En guise de conclusion : cas particulier ou tendance générale ?
L’adventiste antillais migrant en France rencontre dans sa trajectoire deux types de rapport aux croyances adventistes. Aux Antilles il adhère à un adventisme rigoriste ayant un rapport paradoxal avec la culture antillaise. Dans l’hexagone, en France, il est en phase avec un adventisme ayant une lecture moins marquée par des interdits de pratiques.
L’adventisme français, préalablement conçu comme trop permissif, devient un espace d’expression où l’Antillais adventiste peut se réconcilier avec de nombreux traits de sa culture antillaise. Outre sa fonction strictement religieuse, l’adventisme devient un véritable lieu de réappropriation, de reconquête identitaire pour l’adventiste antillais en France. Ce constat amplifie la difficulté de l’adventisme à vouloir recruter des autochtones français, blancs, face au groupe qui socialement est perçu comme un groupe d’Antillais (Berris, 1992).

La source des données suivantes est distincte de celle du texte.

//! Structured replay logs.
//!
//! A replay is the complete machine-readable record of one battle: the
//! setup needed to reproduce it (seed, config, decks) plus every resolved
//! turn with actions, dispositions, events, and board snapshots. Replays
//! serialize to JSON for offline analysis tooling.

use std::fs::File;
use std::io::{BufReader, BufWriter};
use std::path::Path;

use serde::{Deserialize, Serialize};

use crate::battle::{BattleConfig, Outcome, TurnRecord};
use crate::core::{PlayerId, PlayerPair};
use crate::deck::DeckList;

/// Bumped when the replay JSON layout changes incompatibly.
pub const REPLAY_FORMAT_VERSION: u32 = 1;

/// Replay I/O failure.
#[derive(Debug)]
pub enum ReplayError {
    /// Filesystem failure while reading or writing.
    Io(std::io::Error),
    /// The file is not a replay this version understands.
    Format(serde_json::Error),
}

impl std::fmt::Display for ReplayError {
    fn fmt(&self, f: &mut std::fmt::Formatter<'_>) -> std::fmt::Result {
        match self {
            ReplayError::Io(err) => write!(f, "replay I/O error: {err}"),
            ReplayError::Format(err) => write!(f, "malformed replay: {err}"),
        }
    }
}

impl std::error::Error for ReplayError {
    fn source(&self) -> Option<&(dyn std::error::Error + 'static)> {
        match self {
            ReplayError::Io(err) => Some(err),
            ReplayError::Format(err) => Some(err),
        }
    }
}

impl From<std::io::Error> for ReplayError {
    fn from(err: std::io::Error) -> Self {
        ReplayError::Io(err)
    }
}

impl From<serde_json::Error> for ReplayError {
    fn from(err: serde_json::Error) -> Self {
        ReplayError::Format(err)
    }
}

/// Game-level metadata: everything needed to reproduce the battle.
#[derive(Clone, Debug, PartialEq, Serialize, Deserialize)]
pub struct ReplayMeta {
    /// Replay layout version.
    pub version: u32,
    /// Master seed the battle ran under.
    pub seed: u64,
    /// Controller type per player, e.g. `"human"` or `"ai"`.
    pub player_types: PlayerPair<String>,
    /// AI difficulty in effect.
    pub difficulty: u8,
    /// Deck composition per player, in deal order.
    pub decks: PlayerPair<DeckList>,
    /// Battle configuration.
    pub config: BattleConfig,
    /// Turns resolved before the battle ended.
    pub turn_count: u32,
    /// Winning player, if the battle was not a draw.
    pub winner: Option<PlayerId>,
    /// Terminal outcome.
    pub outcome: Outcome,
    /// Index within a batch run, when part of one.
    #[serde(skip_serializing_if = "Option::is_none")]
    pub batch_index: Option<usize>,
}

/// Aggregate statistics derived from a replay.
#[derive(Clone, Debug, PartialEq, Serialize, Deserialize)]
pub struct ReplaySummary {
    /// Turns resolved.
    pub turn_count: u32,
    /// Winning player, if any.
    pub winner: Option<PlayerId>,
    /// Surviving tower HP at the end.
    pub final_tower_hp: PlayerPair<u32>,
    /// Peak simultaneous unit count per player.
    pub max_units: PlayerPair<usize>,
    /// Mean unit count per player across turn-end snapshots.
    pub avg_units: PlayerPair<f64>,
}

/// A complete recorded battle.
#[derive(Clone, Debug, PartialEq, Serialize, Deserialize)]
pub struct Replay {
    /// Game-level metadata.
    pub meta: ReplayMeta,
    /// Every resolved turn, in order.
    pub turns: Vec<TurnRecord>,
}

impl Replay {
    /// Write the replay as pretty-printed JSON.
    pub fn save(&self, path: impl AsRef<Path>) -> Result<(), ReplayError> {
        let file = File::create(path)?;
        serde_json::to_writer_pretty(BufWriter::new(file), self)?;
        Ok(())
    }

    /// Load a replay from a JSON file.
    pub fn load(path: impl AsRef<Path>) -> Result<Self, ReplayError> {
        let file = File::open(path)?;
        let replay: Replay = serde_json::from_reader(BufReader::new(file))?;
        Ok(replay)
    }

    /// Compute aggregate statistics over the recorded turns.
    #[must_use]
    pub fn summary(&self) -> ReplaySummary {
        let mut max_units = PlayerPair::with_value(0usize);
        let mut total_units = PlayerPair::with_value(0usize);

        for turn in &self.turns {
            for player in PlayerId::both() {
                let count = turn
                    .after
                    .units
                    .iter()
                    .filter(|u| u.owner == player)
                    .count();
                max_units[player] = max_units[player].max(count);
                total_units[player] += count;
            }
        }

        let turns = self.turns.len();
        let final_tower_hp = self
            .turns
            .last()
            .map_or(PlayerPair::with_value(self.meta.config.tower_hp), |t| {
                t.after.tower_hp
            });

        ReplaySummary {
            turn_count: self.meta.turn_count,
            winner: self.meta.winner,
            final_tower_hp,
            max_units,
            avg_units: PlayerPair::from_fn(|p| {
                if turns == 0 {
                    0.0
                } else {
                    total_units[p] as f64 / turns as f64
                }
            }),
        }
    }
}

/// Accumulates turn records during a live battle.
#[derive(Clone, Debug, Default)]
pub struct Recorder {
    turns: Vec<TurnRecord>,
}

impl Recorder {
    /// Create an empty recorder.
    #[must_use]
    pub fn new() -> Self {
        Self::default()
    }

    /// Append one resolved turn.
    pub fn record(&mut self, turn: TurnRecord) {
        self.turns.push(turn);
    }

    /// Turns recorded so far.
    #[must_use]
    pub fn len(&self) -> usize {
        self.turns.len()
    }

    /// Check whether anything has been recorded.
    #[must_use]
    pub fn is_empty(&self) -> bool {
        self.turns.is_empty()
    }

    /// Finish recording and assemble the replay.
    #[must_use]
    pub fn finish(self, meta: ReplayMeta) -> Replay {
        Replay {
            meta,
            turns: self.turns,
        }
    }
}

La “réconciliation” entre adventisme et culture antillaise est loin d’être une particularité liée à la migration. Indubitablement celle-ci l’amplifie et l’accélère. Mais comme le remarque Massé lors de l’actualisation récente de son enquête de la fin des années 70 (Massé, 2002), on constate aux Antilles françaises, l’introduction de pratiques (usage du créole dans les églises, introduction d’instruments traditionnels...) manifestant un mouvement de réconciliation entre adventisme et culture antillaise aux Antilles.
A la lumière des convergences entre adventisme et culture antillaise en France et aux Antilles, l’enjeu est maintenant de savoir s’il s’agit d’une tendance des mouvements protestants religieux millénaristes chrétiens qui entretiennent des liens marqués par des proscription vis-à-vis de la culture antillaise (Hurbon, 2000 : 309-354). Plus généralement, sommes-nous devant une recomposition du croire protestant antillais qui arriverait en France (Girondin, 2003) et aux Antilles, à se réapproprier son identité créole ? Aujourd’hui on peut être tenté de répondre par l’affirmative, mais seule l’accumulation de travaux et le recul historique permettront de fixer l’analyse.